Adept’s software was used on Sarooj’s Oman projects.
Adept’s software was used on Sarooj’s Oman projects.

Project management software systems have come a long way since their inception in the 1950s. Enterprise resource planning (ERP) software dominates modern-day construction activities, and the Middle East’s project management segment appears to be catching up with its global counterparts.

In October 2015, Conject, a manufacturer of cloud software for the life management of built assets, announced that its ConjectPC application had been selected to support the delivery of the Reem Mall development in Abu Dhabi, UAE. The $1bn (AED3.67bn) project is being developed by National Real Estate Company (NREC) in partnership with United Projects for Aviation Services Company (UPAC).

Reem Mall’s developers will utilise the integrated document and commercial management capabilities of ConjectPC to support collaboration, efficiency, and supply chain performance throughout the project’s construction schedule.

Stuart Ingram, director of development for the Reem Mall project, said: “Reem Mall is one of the largest projects ever undertaken by the partners, and as such, we must make sure that we have the right technology in place to support its delivery.

“The ConjectPC system combines the integrated document and commercial management capabilities that we require with a user-friendly platform,” he added.

Reem Mall’s adoption of the project management software makes it one of the few regional developments to utilise such technology, but industry experts believe there is a long way to go before the practice becomes commonplace.
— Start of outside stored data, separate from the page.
#[cfg(test)]
mod tests {
    use std::time::Duration;

    use super::*;
    use crate::testing::{EXIT_OK, RUNNING, ScriptedTransport, UPID, status_path, submitted};

    const INVENTORY: &str = r#"{"data":[
        {"id":"qemu/101","type":"qemu","vmid":101,"node":"node7","name":"web-01","status":"stopped"},
        {"id":"lxc/200","type":"lxc","vmid":200,"node":"node9","name":"cache","status":"running"}
    ]}"#;

    fn client(transport: Arc<ScriptedTransport>) -> Client {
        Client::with_transport(&Configuration::new("https://pve.test/api2/json"), transport)
            .with_poller(TaskPoller::new(Duration::from_secs(10), Duration::from_secs(2)))
    }

    #[tokio::test(start_paused = true)]
    async fn resolve_is_cached() {
        let transport = Arc::new(ScriptedTransport::new().reply(
            Method::GET,
            "/cluster/resources?type=vm",
            INVENTORY,
        ));
        let client = client(transport.clone());

        let mut vmr = VmRef::new(200);
        client.resolve(&mut vmr).await.unwrap();
        client.resolve(&mut vmr).await.unwrap();

        assert_eq!(vmr.node(), Some("node9"));
        assert_eq!(vmr.kind(), Some(VmKind::Lxc));
        assert_eq!(transport.count(Method::GET, "/cluster/resources?type=vm"), 1);
    }

    #[tokio::test(start_paused = true)]
    async fn unknown_vm_is_not_found() {
        let transport = Arc::new(ScriptedTransport::new().reply(
            Method::GET,
            "/cluster/resources?type=vm",
            INVENTORY,
        ));

        let err = client(transport)
            .start_vm(&mut VmRef::new(999))
            .await
            .unwrap_err();
        assert!(matches!(err, Error::VmNotFound(999)));
    }

    #[tokio::test(start_paused = true)]
    async fn lookup_by_name() {
        let transport = Arc::new(ScriptedTransport::new().reply(
            Method::GET,
            "/cluster/resources?type=vm",
            INVENTORY,
        ));

        let vmr = client(transport).vm_ref_by_name("web-01").await.unwrap();
        assert_eq!(vmr, VmRef::located(101, "node7", VmKind::Qemu));
    }

    #[tokio::test(start_paused = true)]
    async fn start_waits_for_task() {
        let transport = Arc::new(
            ScriptedTransport::new()
                .reply(Method::POST, "/nodes/node7/qemu/101/status/start", &submitted(UPID))
                .reply(Method::GET, &status_path(UPID), RUNNING)
                .reply(Method::GET, &status_path(UPID), EXIT_OK),
        );

        let mut vmr = VmRef::located(101, "node7", VmKind::Qemu);
        let outcome = client(transport.clone()).start_vm(&mut vmr).await.unwrap();

        assert_eq!(outcome, TaskOutcome::Success);
        assert_eq!(transport.count(Method::POST, "/nodes/node7/qemu/101/status/start"), 1);
        assert_eq!(transport.count(Method::GET, &status_path(UPID)), 2);
    }

    #[tokio::test(start_paused = true)]
    async fn status_change_retries_whole_cycle() {
        let path = "/nodes/node7/qemu/101/status/stop";
        let transport = Arc::new(
            ScriptedTransport::new()
                .reply(Method::POST, path, r#"{"data":null}"#)
                .reply(Method::POST, path, &submitted(UPID))
                .reply(Method::GET, &status_path(UPID), EXIT_OK),
        );

        let mut vmr = VmRef::located(101, "node7", VmKind::Qemu);
        let outcome = client(transport.clone()).stop_vm(&mut vmr).await.unwrap();

        assert_eq!(outcome, TaskOutcome::Success);
        assert_eq!(transport.count(Method::POST, path), 2);
    }

    #[tokio::test(start_paused = true)]
    async fn status_change_gives_up_after_three_cycles() {
        let path = "/nodes/node7/qemu/101/status/shutdown";
        let transport = Arc::new(
            ScriptedTransport::new()
                .reply(Method::POST, path, &submitted(UPID))
                .reply(
                    Method::GET,
                    &status_path(UPID),
                    r#"{"data":{"status":"stopped","exitstatus":"VM quit/powerdown failed"}}"#,
                ),
        );

        let mut vmr = VmRef::located(101, "node7", VmKind::Qemu);
        let outcome = client(transport.clone()).shutdown_vm(&mut vmr).await.unwrap();

        assert!(matches!(
            outcome,
            TaskOutcome::Failed { exit_status, .. } if exit_status == "VM quit/powerdown failed"
        ));
        assert_eq!(transport.count(Method::POST, path), 3);
    }

    #[tokio::test(start_paused = true)]
    async fn status_change_does_not_retry_rejection() {
        let path = "/nodes/node7/qemu/101/status/resume";
        let transport = Arc::new(ScriptedTransport::new().reply(
            Method::POST,
            path,
            r#"{"errors":{"vmid":"not suspended"}}"#,
        ));

        let mut vmr = VmRef::located(101, "node7", VmKind::Qemu);
        let outcome = client(transport.clone()).resume_vm(&mut vmr).await.unwrap();

        assert!(matches!(outcome, TaskOutcome::SubmissionError(_)));
        assert_eq!(transport.count(Method::POST, path), 1);
    }

    #[tokio::test(start_paused = true)]
    async fn status_change_retries_timed_out_cycle() {
        let path = "/nodes/node7/qemu/101/status/start";
        let transport = Arc::new(
            ScriptedTransport::new()
                .reply(Method::POST, path, &submitted(UPID))
                .reply(Method::GET, &status_path(UPID), RUNNING),
        );

        let mut vmr = VmRef::located(101, "node7", VmKind::Qemu);
        let outcome = client(transport.clone()).start_vm(&mut vmr).await.unwrap();

        match outcome {
            TaskOutcome::TimedOut { handle, waited } => {
                assert_eq!(handle.as_str(), UPID);
                assert_eq!(waited, Duration::from_secs(10));
            }
            other => panic!("unexpected outcome {other:?}"),
        }
        assert_eq!(transport.count(Method::POST, path), 3);
    }

    #[tokio::test(start_paused = true)]
    async fn status_change_retries_transport_error() {
        let path = "/nodes/node7/qemu/101/status/reset";
        let transport = Arc::new(
            ScriptedTransport::new()
                .reply_status(Method::POST, path, 500, "proxy timeout")
                .reply(Method::POST, path, &submitted(UPID))
                .reply(Method::GET, &status_path(UPID), EXIT_OK),
        );

        let mut vmr = VmRef::located(101, "node7", VmKind::Qemu);
        let outcome = client(transport.clone()).reset_vm(&mut vmr).await.unwrap();

        assert_eq!(outcome, TaskOutcome::Success);
        assert_eq!(transport.count(Method::POST, path), 2);
    }

    #[tokio::test(start_paused = true)]
    async fn status_change_does_not_retry_malformed_handle() {
        let path = "/nodes/node7/qemu/101/status/suspend";
        let transport =
            Arc::new(ScriptedTransport::new().reply(Method::POST, path, r#"{"data":"garbage"}"#));

        let mut vmr = VmRef::located(101, "node7", VmKind::Qemu);
        let err = client(transport.clone())
            .suspend_vm(&mut vmr)
            .await
            .unwrap_err();

        assert!(matches!(err, Error::MalformedTaskHandle(upid) if upid == "garbage"));
        assert_eq!(transport.count(Method::POST, path), 1);
        assert!(transport.calls().iter().all(|c| c.method == Method::POST));
    }

    #[tokio::test(start_paused = true)]
    async fn timed_out_start_is_awaited_again() {
        let path = "/nodes/node7/qemu/101/status/start";
        let status = status_path(UPID);
        let transport = Arc::new(
            (0..15)
                .fold(
                    ScriptedTransport::new().reply(Method::POST, path, &submitted(UPID)),
                    |t, _| t.reply(Method::GET, &status, RUNNING),
                )
                .reply(Method::GET, &status, EXIT_OK),
        );
        let client = client(transport.clone());

        let mut vmr = VmRef::located(101, "node7", VmKind::Qemu);
        let outcome = client.start_vm(&mut vmr).await.unwrap();
        let handle = outcome.handle().cloned().unwrap();

        assert_eq!(client.wait_task(&handle).await.unwrap(), TaskOutcome::Success);
        assert_eq!(transport.count(Method::POST, path), 3);
        assert_eq!(transport.count(Method::GET, &status), 16);
    }

    #[tokio::test(start_paused = true)]
    async fn snapshot_name_stays_one_path_segment() {
        let path = "/nodes/node9/lxc/200/snapshot/pre%2Fupgrade%3Fv2/rollback";
        let transport = Arc::new(
            ScriptedTransport::new()
                .reply(Method::POST, path, &submitted(UPID))
                .reply(Method::GET, &status_path(UPID), EXIT_OK),
        );

        let mut vmr = VmRef::located(200, "node9", VmKind::Lxc);
        let outcome = client(transport.clone())
            .rollback_snapshot(&mut vmr, "pre/upgrade?v2")
            .await
            .unwrap();

        assert_eq!(outcome, TaskOutcome::Success);
        assert_eq!(transport.count(Method::POST, path), 1);
    }

    #[tokio::test(start_paused = true)]
    async fn resize_defaults_disk_and_formats_delta() {
        let path = "/nodes/node7/qemu/101/resize";
        let transport = Arc::new(
            ScriptedTransport::new()
                .reply(Method::PUT, path, &submitted(UPID))
                .reply(Method::GET, &status_path(UPID), EXIT_OK),
        );

        let mut vmr = VmRef::located(101, "node7", VmKind::Qemu);
        let outcome = client(transport.clone())
            .resize_disk(&mut vmr, None, SizeDelta::gigabytes(2))
            .await
            .unwrap();

        assert_eq!(outcome, TaskOutcome::Success);
        let form = transport.calls()[0].form.clone().unwrap();
        assert_eq!(form["disk"], json!("virtio0"));
        assert_eq!(form["size"], json!("+2G"));
    }

    #[tokio::test(start_paused = true)]
    async fn clone_is_single_shot() {
        let path = "/nodes/node7/qemu/101/clone";
        let transport = Arc::new(
            ScriptedTransport::new()
                .reply(Method::POST, path, &submitted(UPID))
                .reply(Method::GET, &status_path(UPID), RUNNING),
        );

        let mut vmr = VmRef::located(101, "node7", VmKind::Qemu);
        let params = Params::from([("newid".to_string(), json!(150))]);
        let outcome = client(transport.clone())
            .clone_vm(&mut vmr, &params)
            .await
            .unwrap();

        assert!(matches!(outcome, TaskOutcome::TimedOut { .. }));
        assert_eq!(transport.count(Method::POST, path), 1);
    }

    #[tokio::test(start_paused = true)]
    async fn delete_and_rollback_submit_once() {
        let transport = Arc::new(
            ScriptedTransport::new()
                .reply(Method::DELETE, "/nodes/node9/lxc/200", &submitted(UPID))
                .reply(
                    Method::POST,
                    "/nodes/node9/lxc/200/snapshot/before-upgrade/rollback",
                    &submitted(UPID),
                )
                .reply(Method::GET, &status_path(UPID), EXIT_OK),
        );
        let client = client(transport.clone());

        let mut vmr = VmRef::located(200, "node9", VmKind::Lxc);
        assert!(client.rollback_snapshot(&mut vmr, "before-upgrade").await.unwrap().is_success());
        assert!(client.delete_vm(&mut vmr).await.unwrap().is_success());
        assert_eq!(transport.calls().len(), 4);
    }

    #[tokio::test(start_paused = true)]
    async fn config_update_without_task() {
        let transport = Arc::new(ScriptedTransport::new().reply(
            Method::POST,
            "/nodes/node7/qemu/101/config",
            r#"{"data":null}"#,
        ));

        let mut vmr = VmRef::located(101, "node7", VmKind::Qemu);
        let params = Params::from([("memory".to_string(), json!(4096))]);
        let outcome = client(transport)
            .set_vm_config(&mut vmr, &params)
            .await
            .unwrap();
        assert_eq!(outcome, TaskOutcome::NoTask);
    }

    #[tokio::test(start_paused = true)]
    async fn next_id_falls_back_without_hint() {
        let transport = Arc::new(
            ScriptedTransport::new()
                .reply(Method::GET, "/cluster/nextid?vmid=105", r#"{"errors":{}}"#)
                .reply(Method::GET, "/cluster/nextid", r#"{"data":"106"}"#),
        );

        let id = client(transport.clone()).next_id(105).await.unwrap();

        assert_eq!(id, 106);
        assert_eq!(transport.count(Method::GET, "/cluster/nextid?vmid=105"), 1);
        assert_eq!(transport.count(Method::GET, "/cluster/nextid"), 1);
    }

    #[tokio::test(start_paused = true)]
    async fn next_id_fallback_error_is_fatal() {
        let transport = Arc::new(
            ScriptedTransport::new()
                .reply_status(Method::GET, "/cluster/nextid?vmid=105", 400, "vmid in use")
                .reply(Method::GET, "/cluster/nextid", r#"{"errors":{"vmid":"none free"}}"#),
        );

        let err = client(transport.clone()).next_id(105).await.unwrap_err();

        assert!(matches!(err, Error::IdAllocation(_)));
        assert_eq!(transport.count(Method::GET, "/cluster/nextid"), 1);
    }

    #[tokio::test(start_paused = true)]
    async fn next_id_without_hint_does_not_retry() {
        let transport = Arc::new(ScriptedTransport::new().reply(
            Method::GET,
            "/cluster/nextid",
            r#"{"errors":{}}"#,
        ));

        assert!(client(transport.clone()).next_id(0).await.is_err());
        assert_eq!(transport.calls().len(), 1);
    }

    #[tokio::test(start_paused = true)]
    async fn vm_config_requires_data() {
        let transport = Arc::new(
            ScriptedTransport::new()
                .reply(Method::GET, "/nodes/node7/qemu/101/config", r#"{"data":null}"#)
                .reply(
                    Method::GET,
                    "/nodes/node7/qemu/101/status/current",
                    r#"{"data":{"status":"running","qmpstatus":"running"}}"#,
                ),
        );
        let client = client(transport);

        let mut vmr = VmRef::located(101, "node7", VmKind::Qemu);
        assert!(matches!(
            client.vm_config(&mut vmr).await,
            Err(Error::UnexpectedResponse(_))
        ));
        let state = client.vm_state(&mut vmr).await.unwrap();
        assert_eq!(state["status"], json!("running"));
    }

    #[tokio::test(start_paused = true)]
    async fn gates_follow_configuration() {
        let transport = Arc::new(ScriptedTransport::new());
        let client = client(transport);

        assert!(client.gates().is_serialized(OperationClass::Clone));
        assert!(client.gates().is_serialized(OperationClass::Resize));

        let config = Configuration {
            parallel_clone: true,
            ..Configuration::new("https://pve.test/api2/json")
        };
        let parallel = Client::with_transport(&config, Arc::new(ScriptedTransport::new()));
        assert!(!parallel.gates().is_serialized(OperationClass::Clone));
    }
}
Sreejith Gopinath, general manager for Adept Business Solutions in Dubai, tells Construction Week that some firms display a reluctance towards the adoption of project management software due to concerns relating to the technology’s cost.

“In the context of any sector, professionals working on manual tools, such as Microsoft Excel, will find it difficult to migrate to ERP,” he explains.

“We’ve found that construction companies in the UAE are more inclined towards using customised and flexible solutions that are available locally. They prefer these to international products, which cost around 30% to 40% more.”

Having previously worked with Oman’s Sarooj Construction and the UAE’s Imdaad, Adept’s portfolio includes Sage 300 ERP, for which the company acts as the authorised local dealer.